Pointiert formuliert lässt sich sagen, dass in der Atemarbeit ein Kontext generiert wird, der die Klient*innen mit der handlungspraktischen Frage, ob sie das, was sie machen, auch ‚richtig‘ machen, in letzter Instanz alleine lässt. Es ist dementsprechend nicht nur das leibliche Tun der Klient*innen, auf das sich diese sozusagen verlassen müssen. Es sind auch unausweichlich sie selbst, die dafür Sorge zu tragen haben, dass es angemessen weitergeht. Im Rahmen der Atemarbeit kompetent zu sein, heißt primär, sich im Tun nicht nur als kompetent zu erfahren, sondern sich in einem gewissen Sinne selbst kompetent zu machen.
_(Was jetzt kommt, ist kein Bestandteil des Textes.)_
use cs_core::Tick;
use cs_fsm::FsmError;
use cs_plugin::PluginError;
use cs_task::FatalTaskError;
use thiserror::Error;

#[derive(Debug, Error)]
pub enum SimError {
    #[error("simulation configuration error: {0}")]
    Config(String),

    #[error(transparent)]
    Fsm(FsmError),

    #[error(transparent)]
    Plugin(#[from] PluginError),

    #[error("simulation halted: {0}")]
    TaskFatal(FatalTaskError),

    #[error("simulation already halted by an earlier failure")]
    Halted,

    #[error("simulation finished at {0}")]
    Finished(Tick),
}

impl From<FsmError> for SimError {
    fn from(e: FsmError) -> Self {
        match e {
            FsmError::TaskFatal(fatal) => SimError::TaskFatal(fatal),
            other => SimError::Fsm(other),
        }
    }
}

pub type SimResult<T> = Result<T, SimError>;
//! The `Plugin` trait — the entry point every plugin implements.

use cs_task::TaskList;

use crate::{PluginRegistrar, PluginResult};

/// A bundle of extensions activated at start-up.
///
/// Plugins are linked into the host binary and handed to a
/// [`PluginLoader`][crate::PluginLoader]; a plugin becomes active only when a
/// manifest naming it is found on the plugin path.
///
/// Lifecycle:
///
/// 1. [`register`][Self::register] once, before the behavior is built: bind
///    goal renderers, task factories and pedestrian models.
/// 2. [`attach`][Self::attach] once per behavior graph, after it is built:
///    add tasks that should run regardless of what the behavior file says.
pub trait Plugin: Send + Sync + 'static {
    /// Name manifests refer to.  Must be unique among available plugins.
    fn name(&self) -> &str;

    /// Bind this plugin's extensions.  An error deactivates the plugin; the
    /// loader logs it and carries on.
    fn register(&self, registrar: &mut PluginRegistrar<'_>) -> PluginResult<()>;

    fn attach(&self, _tasks: &mut TaskList) {}
}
4.3 Kompetenzproduktion in der Atemarbeit: Verleiblichung und Individualisierung
Vor diesem Hintergrund möchte ich nun abschließend die spezifische Logik der Kompetenzproduktion in der Atemarbeit näher bestimmen. Die Fallinterpretation kann so theoretisch verallgemeinert und idealtypisch zugespitzt werden. Die Atemarbeit lässt sich als eine Praktik begreifen, die im Hinblick auf den Gegenstand der Kompetenzproduktion verleiblichend und mit Blick auf deren Organisation individualisierend wirkt.
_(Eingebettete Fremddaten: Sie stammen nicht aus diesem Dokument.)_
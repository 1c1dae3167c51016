//! The `Simulator` facade.

use std::path::Path;

use cs_core::{Tick, Vec2, Vec3};
use cs_fsm::{Fsm, Goal, StepReport};
use cs_plugin::LoadedPlugins;
use cs_vis::{DrawCommand, GoalRenderer, GoalRendererDb, draw_goals};

use crate::{SimBuilder, SimError, SimObserver, SimResult};

/// A running simulation: the behavior graph plus the tables plugins extended.
///
/// Stepping is single-threaded and synchronous: each successful
/// [`step`](Self::step) advances every agent once and runs every task once.
/// A fatal failure halts the simulator for good; later steps are refused.
///
/// Agent accessors take an index in `0..agent_count()` and return `None`
/// outside it.  Indices are fixed for the whole run.
///
/// Create via [`SimBuilder`] or [`Simulator::init`].
pub struct Simulator {
    fsm:       Fsm,
    renderers: GoalRendererDb,
    plugins:   LoadedPlugins,
    halted:    bool,
}

impl Simulator {
    pub(crate) fn new(fsm: Fsm, renderers: GoalRendererDb, plugins: LoadedPlugins) -> Self {
        Self { fsm, renderers, plugins, halted: false }
    }

    /// Initialize from files with every linked plugin available.
    ///
    /// Returns `None` (after logging the cause) if initialization fails.
    pub fn init(behavior: &Path, scene: &Path, model: &str, plugin_path: Option<&Path>) -> Option<Simulator> {
        let mut builder = SimBuilder::new(behavior, scene, model).linked_plugins();
        if let Some(dir) = plugin_path {
            builder = builder.plugin_path(dir);
        }
        match builder.build() {
            Ok(sim) => Some(sim),
            Err(e) => {
                log::error!("initialization failed: {e}");
                None
            }
        }
    }

    // ── Stepping ──────────────────────────────────────────────────────────

    /// Advance one tick.
    ///
    /// Returns `false`, without doing anything, once the run is finished or
    /// halted, and `false` for the tick on which a fatal failure occurs.
    pub fn step(&mut self) -> bool {
        match self.try_step() {
            Ok(_) => true,
            Err(SimError::Finished(_) | SimError::Halted) => false,
            Err(e) => {
                log::error!("{e}");
                false
            }
        }
    }

    /// Like [`step`](Self::step) but reports what happened.
    pub fn try_step(&mut self) -> SimResult<StepReport> {
        if self.halted {
            return Err(SimError::Halted);
        }
        if self.fsm.is_finished() {
            return Err(SimError::Finished(self.current_tick()));
        }
        self.fsm.advance().map_err(|e| {
            self.halted = true;
            SimError::from(e)
        })
    }

    /// Step until finished, reporting to `observer`.
    ///
    /// Returns the error that halted the run, if any.  `on_sim_end` is called
    /// either way.
    pub fn run<O: SimObserver>(&mut self, observer: &mut O) -> SimResult<()> {
        let result = loop {
            if self.halted {
                break Err(SimError::Halted);
            }
            if self.fsm.is_finished() {
                break Ok(());
            }
            if let Err(e) = self.tick_observed(observer) {
                break Err(e);
            }
        };
        observer.on_sim_end(self.current_tick());
        result
    }

    /// Run exactly `n` ticks from the current position (ignores the tick
    /// budget and final states).
    ///
    /// Useful for tests and incremental stepping.
    pub fn run_ticks<O: SimObserver>(&mut self, n: u64, observer: &mut O) -> SimResult<()> {
        for _ in 0..n {
            if self.halted {
                return Err(SimError::Halted);
            }
            self.tick_observed(observer)?;
        }
        Ok(())
    }

    fn tick_observed<O: SimObserver>(&mut self, observer: &mut O) -> SimResult<()> {
        let now = self.current_tick();
        observer.on_tick_start(now);
        let report = self.fsm.advance().map_err(|e| {
            self.halted = true;
            SimError::from(e)
        })?;
        observer.on_tick_end(now, &report);
        let interval = self.fsm.config().output_interval_ticks;
        if interval > 0 && now.0.is_multiple_of(interval) {
            observer.on_snapshot(now, &self.fsm);
        }
        Ok(())
    }

    /// Change the time step from the next tick on.
    pub fn set_time_step(&mut self, time_step: f32) -> SimResult<()> {
        if !(time_step.is_finite() && time_step > 0.0) {
            return Err(SimError::Config(format!("time step must be positive, got {time_step}")));
        }
        self.fsm.set_time_step(time_step);
        Ok(())
    }

    // ── State ─────────────────────────────────────────────────────────────

    pub fn current_tick(&self) -> Tick {
        self.fsm.clock().current_tick
    }

    pub fn elapsed_secs(&self) -> f32 {
        self.fsm.clock().elapsed_secs()
    }

    pub fn is_finished(&self) -> bool {
        self.fsm.is_finished()
    }

    pub fn is_halted(&self) -> bool {
        self.halted
    }

    pub fn fsm(&self) -> &Fsm {
        &self.fsm
    }

    pub fn fsm_mut(&mut self) -> &mut Fsm {
        &mut self.fsm
    }

    pub fn plugins(&self) -> &LoadedPlugins {
        &self.plugins
    }

    // ── Agent queries ─────────────────────────────────────────────────────

    pub fn agent_count(&self) -> usize {
        self.fsm.agent_count()
    }

    /// Position on the `xz` plane.
    pub fn agent_position(&self, i: usize) -> Option<Vec3> {
        self.fsm.agents().position.get(i).map(|p| p.to_xz())
    }

    /// Velocity on the `xz` plane.
    pub fn agent_velocity(&self, i: usize) -> Option<Vec3> {
        self.fsm.agents().velocity.get(i).map(|v| v.to_xz())
    }

    /// Unit facing direction on the ground plane.
    pub fn agent_orientation(&self, i: usize) -> Option<Vec2> {
        self.fsm.agents().orientation.get(i).copied()
    }

    pub fn agent_class(&self, i: usize) -> Option<u32> {
        self.fsm.agents().class_id.get(i).copied()
    }

    pub fn agent_radius(&self, i: usize) -> Option<f32> {
        self.fsm.agents().radius.get(i).copied()
    }

    // ── Goal drawing ──────────────────────────────────────────────────────

    pub fn goal_renderers(&self) -> &GoalRendererDb {
        &self.renderers
    }

    /// The renderer bound to `goal`'s kind (the default marker if none is).
    pub fn goal_renderer(&self, goal: &Goal) -> Box<dyn GoalRenderer> {
        self.renderers.get_element_for(goal)
    }

    /// Draw commands for every goal of the behavior.
    pub fn draw_goals(&self) -> Vec<DrawCommand> {
        draw_goals(&self.renderers, self.fsm.goals())
    }
}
Verleiblichend wirkt sie insofern, als sie auf eine Kultivierung spezifischer Formen des Affiziertseins zielt. Es geht nicht um die Aneignung von Bewegungstechniken (im engeren Sinne), sondern um die Herstellung eines Wahrnehmungs- und Tätigkeitsfeldes, das in zeitlicher und räumlicher Hinsicht als vergleichsweise eingeschränkt bezeichnet werden kann: Man fokussiert primär auf das eigene Tun im Hier-und-Jetzt und (das konnte hier nur angedeutet werden) die wahrnehmbaren bzw. spürbaren Effekte, die sich dabei einstellen. Die konkrete Ausgestaltung der Herstellung (in-)kompetenter Teilnehmer*innen vollzieht sich – aus der Klient*innenperspektive betrachtet – also weitgehend unabhängig von den kommunikativen Dimensionen sozialer Praktiken. Kompetenz wird in der Atemarbeit nicht (oder nur bedingt) zur Schau gestellt. Die Atemarbeit erfordert von den Klient*innen vielmehr, Verhaltensweisen zu etablieren, um sich kompetent fühlen zu können.
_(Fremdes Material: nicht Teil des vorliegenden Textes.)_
//! `StressPlugin` and the stress-zone goal renderer.

use cs_fsm::{Goal, GoalShape};
use cs_plugin::{Plugin, PluginRegistrar, PluginResult};
use cs_task::TaskList;
use cs_vis::{Color, DrawCommand, GoalRenderer};

use crate::{StressTask, StressTaskFactory};

/// Goal kind drawn by [`StressZoneRenderer`].
pub const STRESS_ZONE_KIND: &str = "stress_zone";

const ZONE_COLOR: Color = Color::new(0.9, 0.15, 0.1);

/// Draws a stress zone as its outline plus a label.
pub struct StressZoneRenderer;

impl GoalRenderer for StressZoneRenderer {
    fn name(&self) -> &str {
        "stress_zone"
    }

    fn draw(&self, goal: &Goal, highlight: bool) -> Vec<DrawCommand> {
        let color = if highlight { Color::HIGHLIGHT } else { ZONE_COLOR };
        let at = goal.shape.centroid().to_xz();
        let outline = match goal.shape {
            GoalShape::Circle { center, radius } => DrawCommand::Circle { center: center.to_xz(), radius, color },
            GoalShape::Aabb { min, max } => DrawCommand::Rect { min: min.to_xz(), max: max.to_xz(), color },
            GoalShape::Point { .. } => DrawCommand::Marker { at, size: 0.5, color },
        };
        vec![outline, DrawCommand::Label { at, text: format!("{} (stress)", goal.name), color }]
    }
}

/// Registers the `stress` task type and the `stress_zone` renderer.
///
/// Built with [`attaching`](Self::attaching), it also adds its task to every
/// behavior graph, whether or not the behavior file asks for one.
#[derive(Default)]
pub struct StressPlugin {
    attach: Option<StressTask>,
}

impl StressPlugin {
    pub fn new() -> Self {
        Self::default()
    }

    pub fn attaching(task: StressTask) -> Self {
        Self { attach: Some(task) }
    }
}

impl Plugin for StressPlugin {
    fn name(&self) -> &str {
        "stress"
    }

    fn register(&self, registrar: &mut PluginRegistrar<'_>) -> PluginResult<()> {
        registrar.register_task(Box::new(StressTaskFactory));
        registrar.register_goal_renderer(STRESS_ZONE_KIND, || Box::new(StressZoneRenderer) as Box<dyn GoalRenderer>);
        Ok(())
    }

    fn attach(&self, tasks: &mut TaskList) {
        if let Some(task) = &self.attach {
            if !tasks.add(Box::new(task.clone())) {
                log::debug!("stress plugin: {task} already present");
            }
        }
    }
}
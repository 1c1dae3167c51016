//! CSV output backend.
//!
//! Creates two files in the configured output directory:
//! - `agent_trajectories.csv`
//! - `tick_summaries.csv`

use std::fs::File;
use std::path::Path;

use csv::Writer;

use crate::writer::OutputWriter;
use crate::{OutputResult, TickSummaryRow, TrajectoryRow};

pub const TRAJECTORY_FILE: &str = "agent_trajectories.csv";
pub const SUMMARY_FILE: &str = "tick_summaries.csv";

/// Writes simulation output to two CSV files.
pub struct CsvWriter {
    trajectories: Writer<File>,
    summaries:    Writer<File>,
    finished:     bool,
}

impl CsvWriter {
    /// Create the two CSV files in `dir` and write the header rows.
    pub fn new(dir: &Path) -> OutputResult<Self> {
        let mut trajectories = Writer::from_path(dir.join(TRAJECTORY_FILE))?;
        trajectories.write_record(["agent_id", "tick", "time_secs", "x", "y", "vx", "vy", "state", "class"])?;

        let mut summaries = Writer::from_path(dir.join(SUMMARY_FILE))?;
        summaries.write_record(["tick", "time_secs", "transitions", "tasks_ok", "tasks_recovered"])?;

        log::debug!("writing CSV output to {}", dir.display());
        Ok(Self { trajectories, summaries, finished: false })
    }
}

impl OutputWriter for CsvWriter {
    fn write_trajectories(&mut self, rows: &[TrajectoryRow]) -> OutputResult<()> {
        for row in rows {
            self.trajectories.write_record(&[
                row.agent_id.to_string(),
                row.tick.to_string(),
                row.time_secs.to_string(),
                row.x.to_string(),
                row.y.to_string(),
                row.vx.to_string(),
                row.vy.to_string(),
                row.state.clone(),
                row.class_id.to_string(),
            ])?;
        }
        Ok(())
    }

    fn write_tick_summary(&mut self, row: &TickSummaryRow) -> OutputResult<()> {
        self.summaries.write_record(&[
            row.tick.to_string(),
            row.time_secs.to_string(),
            row.transitions.to_string(),
            row.tasks_ok.to_string(),
            row.tasks_recovered.to_string(),
        ])?;
        Ok(())
    }

    fn finish(&mut self) -> OutputResult<()> {
        if self.finished {
            return Ok(());
        }
        self.finished = true;
        self.trajectories.flush()?;
        self.summaries.flush()?;
        Ok(())
    }
}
Individualisierend wirkt die Atemarbeit, weil sich das Etablieren von Kompetenzkriterien und Praktiken des Bewertens
in letzter Konsequenz nicht im Medium der Expert*innen-Lai*innen-Kommunikation vollzieht. Die Klient*innen müssen – wollen sie ‚erfolgreich‘ sein – gleichsam zu leiblichen Expert*innen ihrer selbst werden. Sie sind es, die – im vorgegebenen Rahmen der verbalen Instruktionen – sowohl Kompetenzkriterien generieren bzw. spezifizieren als auch fühlend darüber befinden, ob das, was sie tun, diesen Kompetenzkriterien entspricht: Atemlehrer*innen geben in diesem Sinne ihre
Zuständigkeit (vgl. Pfadenhauer
2010) im Hinblick auf das Verstehbarmachen von Kompetenzkriterien
partiell und im Hinblick auf die Praktiken des Bewertens
ganz auf. Mit Blick auf die Organisation der Kompetenzproduktion fungieren sie nicht mehr als Expert*innen im engeren Sinne, die kraft der ihnen zugestandenen Deutungsmacht darüber befinden, was ‚richtig‘ oder ‚falsch‘ ist. Vielmehr können sie als
Unterstützer*innen verstanden werden, die den Klient*innen dabei helfen, sich selbst zu befähigen.